Éxodo 3
FUERZA EN MI DEBILIDAD
“¿Y quién soy yo para presentarme ante el faraón y sacar de Egipto a los israelitas?” “¿Cómo se llama?”Éxodo 3:11,13
Cuando Dios llamó a Moisés para liberar a su pueblo de Egipto, Moisés se sintió frágil, vulnerable, con limitaciones, y fracasos. ¿Quién no se siente así? ¿Quiénes somos para participar con Dios en su misión? Moisés pidió disculpas. La tarea era demasiado grande. Pero Dios le respondió: “Yo estaré contigo… yo mismo te envío… todos me adorarán en este monte.” En su diálogo con Dios, Moisés aún preguntó: “… si yo voy y les digo a los israelitas: El Dios de sus antepasados me ha enviado a ustedes”, ellos me van a preguntar: “¿Cómo se llama?” Y entonces, ¿qué les voy a decir?” Buena pregunta. En nuestro testimonio y misión tenemos que tener un conocimiento personal de nuestro Dios. No tanto de la iglesia o de la religión, sino de Dios mismo. Nuestro Dios tiene muchos nombres y se revela de muchas maneras. Dios respondió: “YO SOY EL QUE SOY”. Creador. Principio de todo. Soberano. Podemos conocerlo, pero nunca completamente. Es misterio. Es insondable.

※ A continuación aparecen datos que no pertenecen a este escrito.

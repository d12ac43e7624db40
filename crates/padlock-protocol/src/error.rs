use thiserror::Error;

/// Errors raised at the wireless transport boundary.
///
/// A well-sized frame that fails to decode is not an error: the decoder
/// returns `None` and the frame is dropped.
#[derive(Error, Debug, Clone, PartialEq, Eq)]
pub enum ProtocolError {
    #[error("Command frame must be {expected} bytes, got {actual}")]
    InvalidLength { expected: usize, actual: usize },

    #[error("Command frame write must start at offset 0, got {offset}")]
    InvalidOffset { offset: usize },

    #[error("I/O error: {0}")]
    Io(String),
}

impl From<std::io::Error> for ProtocolError {
    fn from(err: std::io::Error) -> Self {
        ProtocolError::Io(err.to_string())
    }
}

pub type Result<T> = std::result::Result<T, ProtocolError>;
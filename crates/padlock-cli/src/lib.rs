//! Host emulator for the padlock firmware.
//!
//! Runs the firmware tick loop against the mock board, persists records in
//! SQLite, accepts command frames over TCP and reads keypad presses and
//! sensor changes from the console.

pub mod config;
pub mod console;
pub mod emulator;
pub mod link;
pub mod logging;

pub use config::EmulatorConfig;
pub use console::{Console, ConsoleCommand, ConsoleError};
pub use link::{LinkConfig, LinkError, LinkServer};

Es infinito.Ante el poder de Dios, Moisés fue vacilante, consciente de su incapacidad, su dificultad para articularse. En Éxodo 4, Dios le preguntó: “¿Y quién le ha dado la boca al hombre?” Luego apunta a su hermano, Aarón, para trabajar juntos, como todos debemos hacerlo, en la familia y en la iglesia.
En nuestro testimonio y misión tenemos que tener un conocimiento personal de nuestro Dios. Ayúdanos Señor a presentarte a los demás en lo que nos afecta: tu interés en estar cerca nuestro.